§ **Task objective**:
Check each line of the material below, and copy it if it holds the string "Clone".

§ **Materials provided**:

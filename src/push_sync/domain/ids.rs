//! Identifier and validated scalar types for the push synchronisation domain.

use super::PushSyncDomainError;
use serde::{Deserialize, Serialize};
use std::fmt;
use uuid::Uuid;

/// Largest identifier representable in the current `PostgreSQL` schema.
const MAX_PERSISTED_ID: u64 = i64::MAX as u64;

/// Positive identifier of a project (tenant-scoped container of work items).
#[derive(Debug, Clone, Copy, PartialEq, Eq, PartialOrd, Ord, Hash, Serialize, Deserialize)]
#[serde(transparent)]
pub struct ProjectId(u64);

impl ProjectId {
    /// Creates a validated project identifier.
    ///
    /// # Errors
    ///
    /// Returns [`PushSyncDomainError::InvalidProjectId`] when the value is
    /// zero or exceeds `i64::MAX`.
    pub const fn new(value: u64) -> Result<Self, PushSyncDomainError> {
        if value == 0 || value > MAX_PERSISTED_ID {
            return Err(PushSyncDomainError::InvalidProjectId(value));
        }
        Ok(Self(value))
    }

    /// Returns the underlying numeric value.
    #[must_use]
    pub const fn value(self) -> u64 {
        self.0
    }
}

impl fmt::Display for ProjectId {
    fn fmt(&self, f: &mut fmt::Formatter<'_>) -> fmt::Result {
        write!(f, "{}", self.0)
    }
}

/// Positive identifier of a work item, as written in commit references
/// such as `TASK-12`.
#[derive(Debug, Clone, Copy, PartialEq, Eq, PartialOrd, Ord, Hash, Serialize, Deserialize)]
#[serde(transparent)]
pub struct WorkItemId(u64);

impl WorkItemId {
    /// Creates a validated work item identifier.
    ///
    /// # Errors
    ///
    /// Returns [`PushSyncDomainError::InvalidWorkItemId`] when the value is
    /// zero or exceeds `i64::MAX`.
    pub const fn new(value: u64) -> Result<Self, PushSyncDomainError> {
        if value == 0 || value > MAX_PERSISTED_ID {
            return Err(PushSyncDomainError::InvalidWorkItemId(value));
        }
        Ok(Self(value))
    }

    /// Parses the digit run of a task reference token.
    ///
    /// Returns `None` for zero, overflowing, or non-numeric input; such
    /// tokens are not task references.
    #[must_use]
    pub fn parse_digits(digits: &str) -> Option<Self> {
        digits
            .parse::<u64>()
            .ok()
            .and_then(|value| Self::new(value).ok())
    }

    /// Returns the underlying numeric value.
    #[must_use]
    pub const fn value(self) -> u64 {
        self.0
    }
}

impl fmt::Display for WorkItemId {
    fn fmt(&self, f: &mut fmt::Formatter<'_>) -> fmt::Result {
        write!(f, "{}", self.0)
    }
}

/// Unique identifier for an activity log entry.
#[derive(Debug, Clone, Copy, PartialEq, Eq, Hash, Serialize, Deserialize)]
#[serde(transparent)]
pub struct ActivityLogId(Uuid);

impl ActivityLogId {
    /// Creates a new random activity log identifier.
    #[must_use]
    pub fn new() -> Self {
        Self(Uuid::new_v4())
    }

    /// Creates an activity log identifier from an existing UUID.
    #[must_use]
    pub const fn from_uuid(uuid: Uuid) -> Self {
        Self(uuid)
    }

    /// Returns the wrapped UUID.
    #[must_use]
    pub const fn into_inner(self) -> Uuid {
        self.0
    }
}

impl Default for ActivityLogId {
    fn default() -> Self {
        Self::new()
    }
}

impl fmt::Display for ActivityLogId {
    fn fmt(&self, f: &mut fmt::Formatter<'_>) -> fmt::Result {
        write!(f, "{}", self.0)
    }
}

/// Source-control commit identifier (usually a SHA).
#[derive(Debug, Clone, PartialEq, Eq, Hash, Serialize, Deserialize)]
#[serde(transparent)]
pub struct CommitId(String);

impl CommitId {
    /// Creates a validated commit identifier.
    ///
    /// # Errors
    ///
    /// Returns [`PushSyncDomainError::EmptyCommitId`] when the value is empty
    /// after trimming.
    pub fn new(value: impl Into<String>) -> Result<Self, PushSyncDomainError> {
        let raw = value.into();
        let normalized = raw.trim();
        if normalized.is_empty() {
            return Err(PushSyncDomainError::EmptyCommitId);
        }
        Ok(Self(normalized.to_owned()))
    }

    /// Returns the commit identifier as `str`.
    #[must_use]
    pub fn as_str(&self) -> &str {
        &self.0
    }

    /// Returns the abbreviated seven-character form used in log output.
    #[must_use]
    pub fn short(&self) -> &str {
        self.0
            .char_indices()
            .nth(7)
            .and_then(|(index, _)| self.0.get(..index))
            .unwrap_or(&self.0)
    }
}

impl AsRef<str> for CommitId {
    fn as_ref(&self) -> &str {
        self.as_str()
    }
}

impl fmt::Display for CommitId {
    fn fmt(&self, f: &mut fmt::Formatter<'_>) -> fmt::Result {
        write!(f, "{}", self.0)
    }
}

§ **Reply**:
#[derive(Debug, Clone, Copy, PartialEq, Eq, PartialOrd, Ord, Hash, Serialize, Deserialize)]
#[derive(Debug, Clone, Copy, PartialEq, Eq, PartialOrd, Ord, Hash, Serialize, Deserialize)]
#[derive(Debug, Clone, Copy, PartialEq, Eq, Hash, Serialize, Deserialize)]
#[derive(Debug, Clone, PartialEq, Eq, Hash, Serialize, Deserialize)]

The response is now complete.